A team of scientists has attempted to better understand the mechanics of so called “thunderstorm asthma,” i.e. asthma attacks triggered by environmental conditions brought on by a thunderstorm.
According to Live Science, the new study suggests that "a combination of lightning strikes, wind gusts, low humidity, and popping pollen grains" might be responsible for these asthma attacks.
Kathryn Emmerson, senior research scientist at Australia's Commonwealth Scientific and Industrial Research Organisation (CSIRO) and lead author of the study, explained that some 22 accounts of the phenomena in question have appeared in medical literature since 1983 when the first thunderstorm asthma event was recorded.
Ten of the aforementioned events occurred in Australia, with probably the most severe thunderstorm asthma outbreak taking place in the vicinity of Melbourne in November 2016.
"The event occurred at the peak of the hayfever season, and most patients were suffering with an allergic response in their airways," Emmerson remarked.
The weather conditions that occurred during said event apparently led to rye grass pollen grains – which the media outlet names “main culprit behind the outbreak” and which are normally "too large to reach the deep lungs" – being broken down into smaller particles and thus triggering asthma attack symptoms "in a large number of people."

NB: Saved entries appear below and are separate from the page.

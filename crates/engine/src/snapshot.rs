//! Presentation read model
//!
//! The presentation layer reads a snapshot after each tick completes; the
//! engine fills it in place (`snapshot_into`) so the per-frame path does
//! not allocate.

use blockfall_types::{PieceKind, Rotation, BOARD_HEIGHT, BOARD_WIDTH};

use crate::game::Phase;
use crate::piece::ActivePiece;

/// Falling-piece fields exposed to the presentation layer
#[derive(Debug, Clone, Copy, PartialEq, Eq, Hash)]
pub struct ActiveSnapshot {
    pub kind: PieceKind,
    pub rotation: Rotation,
    pub x: i8,
    pub y: i8,
}

impl From<ActivePiece> for ActiveSnapshot {
    fn from(value: ActivePiece) -> Self {
        Self {
            kind: value.kind,
            rotation: value.rotation,
            x: value.x,
            y: value.y,
        }
    }
}

/// Clear-sequence fields for flash rendering
#[derive(Debug, Clone, Copy, PartialEq)]
pub struct ClearingSnapshot {
    /// Captured row indices, ascending; the first `count` entries are valid
    pub rows: [u8; 4],
    pub count: u8,
    /// Elapsed seconds inside the clear window
    pub elapsed_s: f32,
    /// Seconds left in the clear window
    pub remaining_s: f32,
    /// Strobe phase: floor(elapsed / 0.07s) mod 2
    pub flash_phase: u8,
}

/// Per-frame view of the engine
#[derive(Debug, Clone, Copy, PartialEq)]
pub struct EngineSnapshot {
    /// Board grid: 0 = empty, else the piece code of the locked cell
    pub board: [[u8; BOARD_WIDTH as usize]; BOARD_HEIGHT as usize],
    pub active: Option<ActiveSnapshot>,
    /// The pre-rolled kind the next spawn will use
    pub next: PieceKind,
    pub phase: Phase,
    pub score: u32,
    pub game_over: bool,
    /// Present exactly while the engine is in `LineClearing`
    pub clearing: Option<ClearingSnapshot>,
}

impl Default for EngineSnapshot {
    fn default() -> Self {
        Self {
            board: [[0u8; BOARD_WIDTH as usize]; BOARD_HEIGHT as usize],
            active: None,
            next: PieceKind::I,
            phase: Phase::Spawning,
            score: 0,
            game_over: false,
            clearing: None,
        }
    }
}
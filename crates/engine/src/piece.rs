//! Active piece and collision engine
//!
//! The active piece tracks kind, rotation, and the top-left of its 4x4
//! frame in board coordinates. It exists only while falling and is owned
//! exclusively by the update scheduler; locking destroys it.

use blockfall_core::{shape_cells, Board};
use blockfall_types::{PieceKind, Rotation, SPAWN_X, SPAWN_Y};

/// The falling piece
#[derive(Debug, Clone, Copy, PartialEq, Eq, Hash)]
pub struct ActivePiece {
    pub kind: PieceKind,
    pub rotation: Rotation,
    pub x: i8,
    pub y: i8,
}

impl ActivePiece {
    /// New piece at the fixed spawn position, canonical orientation
    pub fn spawn(kind: PieceKind) -> Self {
        Self {
            kind,
            rotation: Rotation::North,
            x: SPAWN_X,
            y: SPAWN_Y,
        }
    }

    /// The four occupied board coordinates of the piece
    pub fn cells(&self) -> [(i8, i8); 4] {
        let mut cells = shape_cells(self.kind, self.rotation);
        for (cx, cy) in &mut cells {
            *cx += self.x;
            *cy += self.y;
        }
        cells
    }

    /// Whether every occupied cell is in bounds and over an empty board cell
    pub fn fits(&self, board: &Board) -> bool {
        !check_collision(board, self.kind, self.rotation, self.x, self.y)
    }

    /// Copy of the piece translated by (dx, dy)
    pub fn shifted(&self, dx: i8, dy: i8) -> Self {
        Self {
            x: self.x + dx,
            y: self.y + dy,
            ..*self
        }
    }

    /// Copy of the piece rotated 90 degrees clockwise
    pub fn rotated_cw(&self) -> Self {
        Self {
            rotation: self.rotation.rotate_cw(),
            ..*self
        }
    }
}

/// Placement validity test for a piece frame at origin (x, y)
///
/// For every occupied frame cell (row i, col j) the board coordinate is
/// (x + j, y + i). Reports a collision if any such coordinate is out of
/// bounds or the target cell is filled; false only when all four cells are
/// in bounds and empty. Used for move-left/right, soft drop, rotation
/// validity, and spawn-collision (game-over detection).
pub fn check_collision(board: &Board, kind: PieceKind, rotation: Rotation, x: i8, y: i8) -> bool {
    shape_cells(kind, rotation)
        .iter()
        .any(|&(dx, dy)| !board.is_free(x + dx, y + dy))
}
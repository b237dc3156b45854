//! Blockfall (workspace facade crate).
//!
//! This package keeps a single `blockfall::{adapter,core,engine,types}`
//! public API while the implementation lives in dedicated crates under
//! `crates/`.

pub use blockfall_adapter as adapter;
pub use blockfall_core as core;
pub use blockfall_engine as engine;
pub use blockfall_types as types;
//! RNG module - deterministic piece and message selection
//!
//! A simple LCG keeps whole games reproducible from a seed: the same seed
//! yields the same piece sequence and the same clear messages. Pieces are
//! rolled uniformly over the seven kinds (a single pre-rolled lookahead
//! lives in the engine).

use blockfall_types::PieceKind;

/// Simple LCG (Linear Congruential Generator) RNG
/// Uses constants from Numerical Recipes
#[derive(Debug, Clone)]
pub struct SimpleRng {
    state: u32,
}

impl SimpleRng {
    /// Create a new RNG with the given seed
    pub fn new(seed: u32) -> Self {
        // Avoid 0 seed which would produce all zeros
        let state = if seed == 0 { 1 } else { seed };
        Self { state }
    }

    /// Generate next random u32
    pub fn next_u32(&mut self) -> u32 {
        // LCG formula: (a * state + c) mod m
        // a=1664525, c=1013904223, m=2^32
        self.state = self.state.wrapping_mul(1664525).wrapping_add(1013904223);
        self.state
    }

    /// Generate random value in range [0, max)
    pub fn next_range(&mut self, max: u32) -> u32 {
        self.next_u32() % max
    }

    /// Current internal state (for restarting with the same sequence)
    pub fn state(&self) -> u32 {
        self.state
    }
}

/// Roll one piece kind uniformly at random over the seven kinds
pub fn random_piece(rng: &mut SimpleRng) -> PieceKind {
    PieceKind::ALL[rng.next_range(PieceKind::ALL.len() as u32) as usize]
}

#[cfg(test)]
mod tests {
    use super::*;

    #[test]
    fn test_rng_deterministic() {
        let mut rng1 = SimpleRng::new(12345);
        let mut rng2 = SimpleRng::new(12345);

        for _ in 0..100 {
            assert_eq!(rng1.next_u32(), rng2.next_u32());
        }
    }

    #[test]
    fn test_rng_different_seeds() {
        let mut rng1 = SimpleRng::new(12345);
        let mut rng2 = SimpleRng::new(54321);

        assert_ne!(rng1.next_u32(), rng2.next_u32());
    }

    #[test]
    fn test_zero_seed_is_remapped() {
        let mut a = SimpleRng::new(0);
        let mut b = SimpleRng::new(1);
        assert_eq!(a.next_u32(), b.next_u32());
    }

    #[test]
    fn test_random_piece_covers_all_kinds() {
        let mut rng = SimpleRng::new(7);
        let mut seen = [false; 7];

        // 200 uniform draws miss a kind with probability < 1e-12
        for _ in 0..200 {
            let kind = random_piece(&mut rng);
            seen[(kind.code() - 1) as usize] = true;
        }
        assert!(seen.iter().all(|&s| s));
    }
}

While the researchers sought to develop a forecast system that could predict future storms, Emmerson explained that they’ve "found that conditions of high humidity, a measure of how much water is in the atmosphere, occurred almost every evening — not what you want from a warning system predicting a relatively rare event."
The team managed to establish that “several phenomena work in tandem to smash the grains to bits, namely, strong winds, lightning strikes and the build-up and discharge of static electricity brought on by low humidity,” as the media outlet puts it.
The researchers also noted that "the lightning method was the only mechanism to generate a pattern in [sub-pollen particles] following the path of the storm."
Emmerson pointed out, however, that "none of the tested processes completely satisfied our requirements for a warning system."
"We haven't fully cracked the code on the triggers of thunderstorm asthma yet," she added.